In the records below, the line containing "detection, cloning, reports" is the first to keep. Retype it and all later lines exactly, through the end.

-------- STUDY MATERIAL --------

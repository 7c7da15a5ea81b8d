//! tradein-server: order backbone of the device trade-in platform
//!
//! - Partner order ingestion behind a source-address whitelist, with an
//!   audit row per attempt
//! - Order lifecycle state machine with derived payment status
//! - Pricing engine: quotes, bulk repricing, gap detection, cloning, reports
//! - Staff API guarded by an admin token

pub mod api;
pub mod audit;
pub mod auth;
pub mod config;
pub mod db;
pub mod error;
pub mod ingest;
pub mod notify;
pub mod orders;
pub mod pricing;
pub mod state;

pub use config::Config;
pub use state::{AppState, BackgroundTasks};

--------

# RESPONSE TO THIS TASK
//! - Pricing engine: quotes, bulk repricing, gap detection, cloning, reports
//! - Staff API guarded by an admin token

pub mod api;
pub mod audit;
pub mod auth;
pub mod config;
pub mod db;
pub mod error;
pub mod ingest;
pub mod notify;
pub mod orders;
pub mod pricing;
pub mod state;

pub use config::Config;
pub use state::{AppState, BackgroundTasks};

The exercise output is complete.